Stored items
────

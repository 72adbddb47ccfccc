//! Configuration for curve documents.

use serde::{Deserialize, Serialize};

use crate::constants::DEFAULT_KEY_NAME;
use crate::wrap::WrapMode;
use crate::Result;

/// How numbers are written when serializing key lines.
#[derive(Clone, Copy, Debug, Default, PartialEq, Eq, Serialize, Deserialize)]
#[serde(rename_all = "snake_case")]
pub enum NumberStyle {
    /// Time and value with one decimal (a trailing `.0` dropped), tangents with
    /// four significant figures. Matches what the editor grid shows.
    #[default]
    Display,
    /// Shortest decimal that parses back to the exact `f32`.
    RoundTrip,
}

/// Document-level settings. Every field has a default, so partial JSON works.
#[derive(Clone, Debug, PartialEq, Serialize, Deserialize)]
#[serde(default)]
pub struct CurveConfig {
    pub pre_wrap_mode: WrapMode,
    pub post_wrap_mode: WrapMode,
    /// Leading token written on each key line.
    pub key_name: String,
    pub number_style: NumberStyle,
}

impl Default for CurveConfig {
    fn default() -> Self {
        Self {
            pre_wrap_mode: WrapMode::Clamp,
            post_wrap_mode: WrapMode::Clamp,
            key_name: DEFAULT_KEY_NAME.to_string(),
            number_style: NumberStyle::Display,
        }
    }
}

impl CurveConfig {
    pub fn from_json_str(s: &str) -> Result<Self> {
        Ok(serde_json::from_str(s)?)
    }

    pub fn with_number_style(mut self, style: NumberStyle) -> Self {
        self.number_style = style;
        self
    }

    pub fn with_wrap_modes(mut self, pre: WrapMode, post: WrapMode) -> Self {
        self.pre_wrap_mode = pre;
        self.post_wrap_mode = post;
        self
    }
}

#[cfg(test)]
mod tests {
    use super::*;

    #[test]
    fn partial_json_keeps_defaults() {
        let cfg = CurveConfig::from_json_str(r#"{"post_wrap_mode": 2}"#).unwrap();
        assert_eq!(cfg.post_wrap_mode, WrapMode::Loop);
        assert_eq!(cfg.pre_wrap_mode, WrapMode::Clamp);
        assert_eq!(cfg.key_name, "key");
        assert_eq!(cfg.number_style, NumberStyle::Display);
    }

    #[test]
    fn bad_json_is_serialization_error() {
        let err = CurveConfig::from_json_str("{").unwrap_err();
        assert_eq!(err.category(), "serialization");
    }
}
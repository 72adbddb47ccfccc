//! The `key = <time> <value> [<in_tangent>] [<out_tangent>]` line format.
//!
//! Parsing:
//! - Tokens are separated by `=`, spaces or tabs; empty tokens are dropped.
//! - The first token names the key and is not checked; at least time and value
//!   must follow. Missing tangents read as 0.
//! - Numbers are plain `f32` literals (`.` decimal point, optional exponent),
//!   independent of any locale.
//! - A line whose numbers fail keyframe validation does not parse.
//!
//! Formatting writes the same shape back, one key per line.

use crate::config::NumberStyle;
use crate::error::CurveError;
use crate::keyframe::Keyframe;
use crate::Result;

const SEPARATORS: [char; 3] = ['=', ' ', '\t'];
const TANGENT_SIGNIFICANT_DIGITS: usize = 4;

/// Outcome of parsing a block of text: the good keys in input order and one
/// `CurveError::Parse` per rejected non-blank line.
#[derive(Clone, Debug, Default, PartialEq)]
pub struct ParsedLines {
    pub keys: Vec<Keyframe>,
    pub rejected: Vec<CurveError>,
}

impl ParsedLines {
    pub fn is_clean(&self) -> bool {
        self.rejected.is_empty()
    }
}

/// Parse one key line. Errors are reported against line 1.
pub fn parse_key_line(line: &str) -> Result<Keyframe> {
    parse_numbered(line, 1)
}

fn parse_numbered(line: &str, number: usize) -> Result<Keyframe> {
    parse_tokens(line).map_err(|reason| CurveError::Parse {
        line: number,
        reason,
    })
}

fn parse_tokens(line: &str) -> core::result::Result<Keyframe, String> {
    let line = line.trim();
    if line.is_empty() {
        return Err("line is empty".into());
    }

    let parts: Vec<&str> = line
        .split(SEPARATORS)
        .filter(|part| !part.is_empty())
        .collect();
    if parts.len() < 3 {
        return Err("expected 'key = time value [in_tangent] [out_tangent]'".into());
    }

    let number = |index: usize, field: &str| -> core::result::Result<f32, String> {
        match parts.get(index) {
            None => Ok(0.0),
            Some(token) => token
                .parse::<f32>()
                .map_err(|_| format!("invalid {field} '{token}'")),
        }
    };

    let time = number(1, "time")?;
    let value = number(2, "value")?;
    let in_tangent = number(3, "in_tangent")?;
    let out_tangent = number(4, "out_tangent")?;

    Keyframe::new(time, value, in_tangent, out_tangent).map_err(|e| e.to_string())
}

/// Parse every non-blank line of `text`. Failures are collected, not fatal.
pub fn parse_lines(text: &str) -> ParsedLines {
    parse_filtered(text, |_| true)
}

/// Curve bodies only count lines that start with `key_name` (any ASCII case);
/// other lines are skipped without being reported.
pub fn parse_named_lines(text: &str, key_name: &str) -> ParsedLines {
    parse_filtered(text, |line| {
        line.get(..key_name.len())
            .is_some_and(|head| head.eq_ignore_ascii_case(key_name))
    })
}

/// Preset bodies only count lines that start with `key`; anything else
/// (comments, headers) is ignored rather than rejected.
pub fn parse_preset_lines(text: &str) -> ParsedLines {
    parse_filtered(text, |line| line.starts_with("key"))
}

fn parse_filtered(text: &str, keep: impl Fn(&str) -> bool) -> ParsedLines {
    let mut out = ParsedLines::default();
    for (i, raw) in text.lines().enumerate() {
        let line = raw.trim();
        if line.is_empty() || !keep(line) {
            continue;
        }
        match parse_numbered(line, i + 1) {
            Ok(key) => out.keys.push(key),
            Err(err) => out.rejected.push(err),
        }
    }
    out
}

/// Format one keyframe as `<key_name> = t v in out`.
pub fn format_key_line(key: &Keyframe, key_name: &str, style: NumberStyle) -> String {
    let (t, v, i, o) = match style {
        NumberStyle::Display => (
            format_number_fixed1(key.time()),
            format_number_fixed1(key.value()),
            format_number_significant(key.in_tangent(), TANGENT_SIGNIFICANT_DIGITS),
            format_number_significant(key.out_tangent(), TANGENT_SIGNIFICANT_DIGITS),
        ),
        NumberStyle::RoundTrip => (
            format_number_round_trip(key.time()),
            format_number_round_trip(key.value()),
            format_number_round_trip(key.in_tangent()),
            format_number_round_trip(key.out_tangent()),
        ),
    };
    format!("{key_name} = {t} {v} {i} {o}")
}

/// One key line per keyframe, joined with `\n`.
pub fn format_lines(keys: &[Keyframe], key_name: &str, style: NumberStyle) -> String {
    keys.iter()
        .map(|key| format_key_line(key, key_name, style))
        .collect::<Vec<_>>()
        .join("\n")
}

/// Shortest decimal that reads back as the same `f32`.
pub fn format_number_round_trip(value: f32) -> String {
    format!("{}", normalize_zero(value))
}

/// One decimal place, ties away from zero, with a trailing `.0` dropped
/// (`2.0 -> "2"`, `2.25 -> "2.3"`, `-0.01 -> "-0"`).
pub fn format_number_fixed1(value: f32) -> String {
    // An f32 times ten is exact in f64, so `round` sees the true ties.
    let rounded = (f64::from(value) * 10.0).round() / 10.0;
    let s = format!("{rounded:.1}");
    match s.strip_suffix(".0") {
        Some(trimmed) => trimmed.to_string(),
        None => s,
    }
}

/// General format with `digits` significant figures, ties away from zero:
/// fixed notation for decimal exponents in `-5..digits`, otherwise
/// `d.dddE+XX`. Trailing zeros are dropped in both.
pub fn format_number_significant(value: f32, digits: usize) -> String {
    let digits = digits.clamp(1, EXACT_DIGITS);
    let value = normalize_zero(value);
    if value == 0.0 {
        return "0".to_string();
    }

    let (sig, exp) = round_significant(value.abs(), digits);
    let sign = if value < 0.0 { "-" } else { "" };

    if exp > -5 && exp < digits as i32 {
        let body = if exp >= 0 {
            let split = exp as usize + 1;
            let (int, frac) = sig.split_at(split.min(sig.len()));
            if frac.is_empty() {
                int.to_string()
            } else {
                format!("{int}.{frac}")
            }
        } else {
            format!("0.{}{}", "0".repeat((-exp - 1) as usize), sig)
        };
        return format!("{sign}{}", trim_fraction(&body));
    }

    let (lead, rest) = sig.split_at(1);
    let mantissa = trim_fraction(&format!("{lead}.{rest}"));
    let exp_sign = if exp < 0 { '-' } else { '+' };
    format!("{sign}{mantissa}E{exp_sign}{:02}", exp.abs())
}

/// Enough fraction digits in scientific notation to spell out any f32 exactly.
const EXACT_DIGITS: usize = 112;

/// First `digits` significant digits of a positive `value` and its decimal
/// exponent, rounded half away from zero on the exact decimal expansion.
fn round_significant(value: f32, digits: usize) -> (String, i32) {
    let exact = format!("{:.*e}", EXACT_DIGITS, value);
    let (mantissa, exp) = exact.split_once('e').unwrap_or((exact.as_str(), "0"));
    let mut exp: i32 = exp.parse().unwrap_or(0);
    let all: Vec<u8> = mantissa
        .bytes()
        .filter(u8::is_ascii_digit)
        .map(|b| b - b'0')
        .collect();

    let mut kept = all[..digits.min(all.len())].to_vec();
    if all.get(digits).is_some_and(|&d| d >= 5) {
        let mut i = kept.len();
        loop {
            if i == 0 {
                // 9.99.. rolled over to 10.0..
                kept.insert(0, 1);
                kept.pop();
                exp += 1;
                break;
            }
            i -= 1;
            if kept[i] == 9 {
                kept[i] = 0;
            } else {
                kept[i] += 1;
                break;
            }
        }
    }
    let sig = kept.iter().map(|&d| char::from(b'0' + d)).collect();
    (sig, exp)
}

fn trim_fraction(s: &str) -> String {
    if s.contains('.') {
        s.trim_end_matches('0').trim_end_matches('.').to_string()
    } else {
        s.to_string()
    }
}

#[inline]
fn normalize_zero(value: f32) -> f32 {
    if value == 0.0 {
        0.0
    } else {
        value
    }
}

────

• TRY IT: Count every line in the preceding entries where the string "usize" appears, then state only the total.

• RESULT FOR THIS EXERCISE: 8